A beautiful island situated on the edge of the North Atlantic, Iceland is just a three-hour flight from London. Studying there might be more accessible than you first thought…
Iceland is home to seven universities, which are:
The University of Iceland is the oldest and most respected institution in the country. It sits in the top 275 in the Times Higher Education World University Rankings 2012-13 and is ranked just outside the top 100 in the European rankings.
There are also accredited institutions that provide higher education. Examples include The Reykjavik Academy of Singing and Vocal Arts and Keilir - Atlantic Centre of Excellence.
Contact details and websites of all seven universities, as well as other higher education institutions, can be found at Study in Iceland - Higher Education .
The academic year lasts from September to May and is divided into two semesters.

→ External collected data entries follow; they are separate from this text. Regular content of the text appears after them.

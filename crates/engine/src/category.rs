//! Record categories and their storage keys.

use seteuk_core::{GradeLevel, RecordType};
use std::fmt;
use std::str::FromStr;

/// A logical record category. Each has its own knowledge-base cache and
/// history under distinct storage keys.
#[derive(Debug, Clone, Copy, PartialEq, Eq, Hash)]
pub enum RecordCategory {
    /// Subject-specific record (no record type).
    Subject,
    /// Autonomy and career activities.
    Autonomy,
    Club,
    Behavior,
}

impl RecordCategory {
    pub const ALL: [RecordCategory; 4] = [
        RecordCategory::Subject,
        RecordCategory::Autonomy,
        RecordCategory::Club,
        RecordCategory::Behavior,
    ];

    /// Prefix for this category's knowledge-base and setting keys.
    pub fn key_prefix(self) -> &'static str {
        match self {
            Self::Subject => "",
            Self::Autonomy => "autonomy_",
            Self::Club => "club_",
            Self::Behavior => "behavior_",
        }
    }

    pub fn history_key(self) -> &'static str {
        match self {
            Self::Subject => "history_subject",
            Self::Autonomy => "history_autonomy",
            Self::Club => "history_club",
            Self::Behavior => "history_behavior",
        }
    }

    pub fn label(self) -> &'static str {
        match self {
            Self::Subject => "교과 세특",
            Self::Autonomy => "자율/진로",
            Self::Club => "동아리 활동",
            Self::Behavior => "행동특성",
        }
    }

    pub fn default_record_type(self) -> Option<RecordType> {
        match self {
            Self::Subject => None,
            Self::Autonomy => Some(RecordType::Autonomy),
            Self::Club => Some(RecordType::Club),
            Self::Behavior => Some(RecordType::Behavior),
        }
    }

    /// Whether `record_type` may be generated under this category.
    pub fn accepts(self, record_type: Option<RecordType>) -> bool {
        match (self, record_type) {
            (Self::Subject, None) => true,
            (Self::Autonomy, Some(RecordType::Autonomy | RecordType::Career)) => true,
            (Self::Club, Some(RecordType::Club)) => true,
            (Self::Behavior, Some(RecordType::Behavior)) => true,
            _ => false,
        }
    }

    /// The record type to use: the requested one when accepted, else the
    /// category default.
    pub fn resolve_record_type(
        self,
        requested: Option<RecordType>,
    ) -> Result<Option<RecordType>, String> {
        match requested {
            None => Ok(self.default_record_type()),
            Some(rt) if self.accepts(Some(rt)) => Ok(Some(rt)),
            Some(rt) => Err(format!("record type '{rt}' does not belong to {}", self.label())),
        }
    }

    /// Summary stored with a history item.
    ///
    /// Autonomy/career items are always labelled by record type; the other
    /// categories prefer the custom subject name.
    pub fn history_label(
        self,
        custom_subject_name: Option<&str>,
        grade_level: GradeLevel,
        record_type: Option<RecordType>,
    ) -> String {
        if let (Self::Autonomy, Some(rt)) = (self, record_type) {
            return format!("{} - {rt}", self.label());
        }
        match custom_subject_name.map(str::trim).filter(|n| !n.is_empty()) {
            Some(name) => name.to_string(),
            None => format!("{} - {grade_level}", self.label()),
        }
    }
}

impl fmt::Display for RecordCategory {
    fn fmt(&self, f: &mut fmt::Formatter<'_>) -> fmt::Result {
        f.write_str(self.label())
    }
}

impl FromStr for RecordCategory {
    type Err = String;

    fn from_str(s: &str) -> Result<Self, Self::Err> {
        match s.trim().to_lowercase().as_str() {
            "subject" | "교과" => Ok(Self::Subject),
            "autonomy" | "career" | "자율" | "진로" => Ok(Self::Autonomy),
            "club" | "동아리" => Ok(Self::Club),
            "behavior" | "behaviour" | "행특" => Ok(Self::Behavior),
            other => Err(format!(
                "unknown category '{other}' (expected subject, autonomy, club or behavior)"
            )),
        }
    }
}

#[cfg(test)]
mod tests {
    use super::*;

    #[test]
    fn keys_are_distinct_per_category() {
        let history: std::collections::HashSet<_> =
            RecordCategory::ALL.iter().map(|c| c.history_key()).collect();
        assert_eq!(history.len(), 4);
        assert_eq!(RecordCategory::Club.key_prefix(), "club_");
        assert_eq!(RecordCategory::Subject.key_prefix(), "");
    }

    #[test]
    fn autonomy_accepts_career() {
        let autonomy = RecordCategory::Autonomy;
        assert_eq!(
            autonomy.resolve_record_type(Some(RecordType::Career)),
            Ok(Some(RecordType::Career))
        );
        assert_eq!(autonomy.resolve_record_type(None), Ok(Some(RecordType::Autonomy)));
        assert!(autonomy.resolve_record_type(Some(RecordType::Club)).is_err());
        assert!(RecordCategory::Subject
            .resolve_record_type(Some(RecordType::Behavior))
            .is_err());
    }

    #[test]
    fn history_labels() {
        assert_eq!(
            RecordCategory::Club.history_label(None, GradeLevel::Tier1, Some(RecordType::Club)),
            "동아리 활동 - 1등급"
        );
        assert_eq!(
            RecordCategory::Autonomy.history_label(None, GradeLevel::Tier2, Some(RecordType::Career)),
            "자율/진로 - 진로"
        );
        assert_eq!(
            RecordCategory::Subject.history_label(Some(" 정보 "), GradeLevel::Tier3, None),
            "정보"
        );
    }

    #[test]
    fn autonomy_label_ignores_subject_name() {
        assert_eq!(
            RecordCategory::Autonomy.history_label(
                Some("학생회 활동"),
                GradeLevel::Tier1,
                Some(RecordType::Autonomy)
            ),
            "자율/진로 - 자율"
        );
        assert_eq!(
            RecordCategory::Club.history_label(Some("코딩 동아리"), GradeLevel::Tier1, Some(RecordType::Club)),
            "코딩 동아리"
        );
    }

    #[test]
    fn parses_english_and_korean() {
        assert_eq!("club".parse::<RecordCategory>().unwrap(), RecordCategory::Club);
        assert_eq!("진로".parse::<RecordCategory>().unwrap(), RecordCategory::Autonomy);
        assert!("music".parse::<RecordCategory>().is_err());
    }
}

A recognised undergraduate degree is needed to pursue postgraduate education in Iceland. Contact the admissions office of your chosen university to find out if you are eligible to apply.
You may have to sit an exam in order to gain entrance to a higher education institution. Some universities grant admission to students who have completed their study abroad, but it is down to the individual institution.
Each university will have different entry requirements so approach them directly to ensure you follow the correct guidelines.
The majority of institutions teach in Icelandic, although some individual courses are taught entirely in English. Make sure to check which language the course is delivered in before you apply.
In Iceland there are no tuition fees at the state-run universities, but you will be required to pay a registration fee. The state manages five universities, but as you may expect, the other, privately run universities charge tuition fees.
For example, the University of Iceland requires no tuition fees but the current annual registration fee is ISK 60,000, which is almost £300.
The Ministry of Education, Science and Culture in Iceland awards a number of annual scholarships to foreign students looking to study Icelandic language, literature and history at the University of Iceland.
Grants are also available at individual universities. For example, Reykavík University awards grants to outstanding first-year Masters students. For more information, see Reykavík University - Scholarships and Awards .
Speak to your chosen institution about the specific scholarships it offers.
Reykjavík University offers summer courses in a variety of subjects, including business, computer science, engineering, Icelandic and sport science. For more information visit Reykjavík University - REYST Summer School .
In addition, Erasmus runs intensive summer language courses for exchange students in partnership with the University Centre of the Westfjords. For more information visit Study in Iceland - Language Course for Exchange Students .
British citizens and the majority of European Union (EU) passport holders do not require a visa to study in Iceland.
Citizens of EU countries who reside in Iceland to study, require a residence permit to increase their stay after three months. These are usually granted quickly upon request.
Non-EU students should contact the Icelandic embassy in the country in which they reside.